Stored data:
== Segment start ==
/// Standard labels stamped on every resource of a function package.
fn build_labels(
    package_name: &str,
    intent_name: &str,
    function: NetworkFunctionType,
    decision: &PlacementDecision,
    cloud_type: &str,
) -> BTreeMap<String, String> {
    let mut labels = BTreeMap::new();
    labels.insert("app".into(), package_name.into());
    labels.insert(K8S_NAME.into(), function.as_lowercase().into());
    labels.insert(K8S_INSTANCE.into(), package_name.into());
    labels.insert(K8S_COMPONENT.into(), COMPONENT_NETWORK_FUNCTION.into());
    labels.insert(K8S_MANAGED_BY.into(), MANAGED_BY_NEPHIO_ADAPTER.into());
    labels.insert(K8S_PART_OF.into(), PART_OF_SLICE.into());
    labels.insert(ORAN_VNF_TYPE_LABEL.into(), function.as_lowercase().into());
    labels.insert(ORAN_CLOUD_TYPE_LABEL.into(), cloud_type.into());
    labels.insert(ORAN_SITE_LABEL.into(), decision.site.clone());
    labels.insert(ORAN_SLICE_LABEL.into(), intent_name.into());
    labels.insert(NEPHIO_COMPONENT_LABEL.into(), "network-slice".into());
    labels
}

/// QoS annotations plus the render timestamp.
fn build_annotations(qos: &QosContext, generated_at: &str) -> BTreeMap<String, String> {
    let mut annotations = BTreeMap::new();
    annotations.insert(ORAN_QOS_BANDWIDTH_ANNOTATION.into(), qos.bandwidth_raw.clone());
    annotations.insert(ORAN_QOS_LATENCY_ANNOTATION.into(), qos.latency_raw.clone());
    annotations.insert(
        ORAN_QOS_CLASS_ANNOTATION.into(),
        qos.qos_class.as_str().into(),
    );
    annotations.insert(GENERATED_AT_ANNOTATION.into(), generated_at.into());
    annotations
}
== Segment end ==
- Your objective: Repeat every record exactly, so that nothing is lost or altered.

- Task result:
/// Standard labels stamped on every resource of a function package.
fn build_labels(
    package_name: &str,
    intent_name: &str,
    function: NetworkFunctionType,
    decision: &PlacementDecision,
    cloud_type: &str,
) -> BTreeMap<String, String> {
    let mut labels = BTreeMap::new();
    labels.insert("app".into(), package_name.into());
    labels.insert(K8S_NAME.into(), function.as_lowercase().into());
    labels.insert(K8S_INSTANCE.into(), package_name.into());
    labels.insert(K8S_COMPONENT.into(), COMPONENT_NETWORK_FUNCTION.into());
    labels.insert(K8S_MANAGED_BY.into(), MANAGED_BY_NEPHIO_ADAPTER.into());
    labels.insert(K8S_PART_OF.into(), PART_OF_SLICE.into());
    labels.insert(ORAN_VNF_TYPE_LABEL.into(), function.as_lowercase().into());
    labels.insert(ORAN_CLOUD_TYPE_LABEL.into(), cloud_type.into());
    labels.insert(ORAN_SITE_LABEL.into(), decision.site.clone());
    labels.insert(ORAN_SLICE_LABEL.into(), intent_name.into());
    labels.insert(NEPHIO_COMPONENT_LABEL.into(), "network-slice".into());
    labels
}

/// QoS annotations plus the render timestamp.
fn build_annotations(qos: &QosContext, generated_at: &str) -> BTreeMap<String, String> {
    let mut annotations = BTreeMap::new();
    annotations.insert(ORAN_QOS_BANDWIDTH_ANNOTATION.into(), qos.bandwidth_raw.clone());
    annotations.insert(ORAN_QOS_LATENCY_ANNOTATION.into(), qos.latency_raw.clone());
    annotations.insert(
        ORAN_QOS_CLASS_ANNOTATION.into(),
        qos.qos_class.as_str().into(),
    );
    annotations.insert(GENERATED_AT_ANNOTATION.into(), generated_at.into());
    annotations
}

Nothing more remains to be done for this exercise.